Lime products used for animal hygiene are typically used for the treatment of manure and sludges, bedding materials, as well as indoor and outdoor surfaces. The products applied can be quicklime, hydrated lime, dolomitic lime, lime blends with other materials, and liquid limes. Care should be exercised in choosing the appropriate product and applying it safely to avoid harm to the animals and the environment. Lime products for animal hygiene are regulated in the UK under the Biocidal Product Regulations (BPR) by the Health & Safety Executive (HSE) and controls the marketing and use of biocidal products. Biocidal products protect humans, animals, materials or articles against harmful organisms like pests or bacteria, by the action of the active substances contained in the biocidal product. The regulations approve the use of quicklime, hydrated lime, and dolomitic lime as active substances in biocidal products in two categories.

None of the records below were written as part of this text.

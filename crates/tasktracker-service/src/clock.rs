use std::sync::Mutex;

use chrono::{DateTime, Local, Utc};
use mockable::Clock;

/// Clock pinned to a settable instant, for tests and scripted runs.
#[derive(Debug)]
pub struct FixedClock {
    now: Mutex<DateTime<Utc>>,
}

impl FixedClock {
    pub fn new(now: DateTime<Utc>) -> Self {
        Self {
            now: Mutex::new(now),
        }
    }

    pub fn set(&self, now: DateTime<Utc>) {
        if let Ok(mut guard) = self.now.lock() {
            *guard = now;
        }
    }

    fn instant(&self) -> DateTime<Utc> {
        match self.now.lock() {
            Ok(guard) => *guard,
            Err(poisoned) => *poisoned.into_inner(),
        }
    }
}

impl Clock for FixedClock {
    fn local(&self) -> DateTime<Local> {
        self.instant().with_timezone(&Local)
    }

    fn utc(&self) -> DateTime<Utc> {
        self.instant()
    }
}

- Disinfectants and algaecides not intended for direct application to humans or animals
- Veterinary hygiene applications
Quicklime, hydrated lime and dolomitic lime are used to regulate pH and provide a source of calcium in aquaculture as well as to precipitate out fine particles for removal as sludge on a periodic basis. Lime is also thought to regulate the production of phytoplanktons. In a similar way to agricultural lime, limestones and chalks are also used. Lime can be used to control the pH of acidic ponds and lakes. In general terms this creates a more hospitable environment for all aquatic organisms, in particular fish. Lime is therefore used by fish farmers to maintain a suitable habitat for breeding fish. Care should be exercised in choosing the appropriate product and applying it safely to avoid harm to the animals and the environment.
Lime is used to extend shelf life of fruit in storage. As fruits ripen they emit carbon dioxide, which lowers the level of oxygen in the atmosphere and accelerates the rate of deterioration of the fruit. By circulating air around the fruit and over exposed lime, the lime absorbs the carbon dioxide and the fruit remains fresher for longer.
Residues from processing citrus fruits when mixed with lime can then be dried and used as cattle feed. In addition, lime can also be used to neutralise waste citric acid and to raise the pH of fruit juices to stabilise the flavour and colour.
Separation of cream from whole milk during butter production can include the addition of liquid lime to alter the pH before pasteurisation. To separate the casein, acid is added to the skimmed milk and the casein can be mixed with lime and sodium fluoride to produce calcium caseinate, which is a type of adhesive. When the remaining skimmed milk is fermented, lime can be added to form calcium lactate, which has medicinal properties or acid can be added to produce lactic acid.
Glue and Gelatin
Liquid lime can be used to treat the waste materials from rendering plants which causes the collagen to swell and this is known as alkaline hydrolysis. The process was developed when the use of rendering plant wastes in animal feed were banned. The treated waste is then cleansed, dried and the resulting product can be used as an adhesive or as gelatin in the manufacture of capsules, cosmetics and ointments
Lime can be used as an ingredient in the manufacture of a common baking powder called monocalcium phosphate when phosphoric acid is reacted with a high calcium lime.
Lime is also used in the following:
- Making corn tortillas – liquid lime is used to soak the corn before conversion to cornmeal.
- Calcium Tartrate / Tartaric acid precipitation by lime treatment of grape leaves from vineyards.
- Soils for growing Pak Choi can be treated with quicklime to raise the pH above 7.2 and reduce the susceptibility to club root, thus improving crop yields.
Lime is used in the manufacture of many inorganic salts such as calcium citrate a food and drink additive, and calcium phosphate, a toothpaste additive.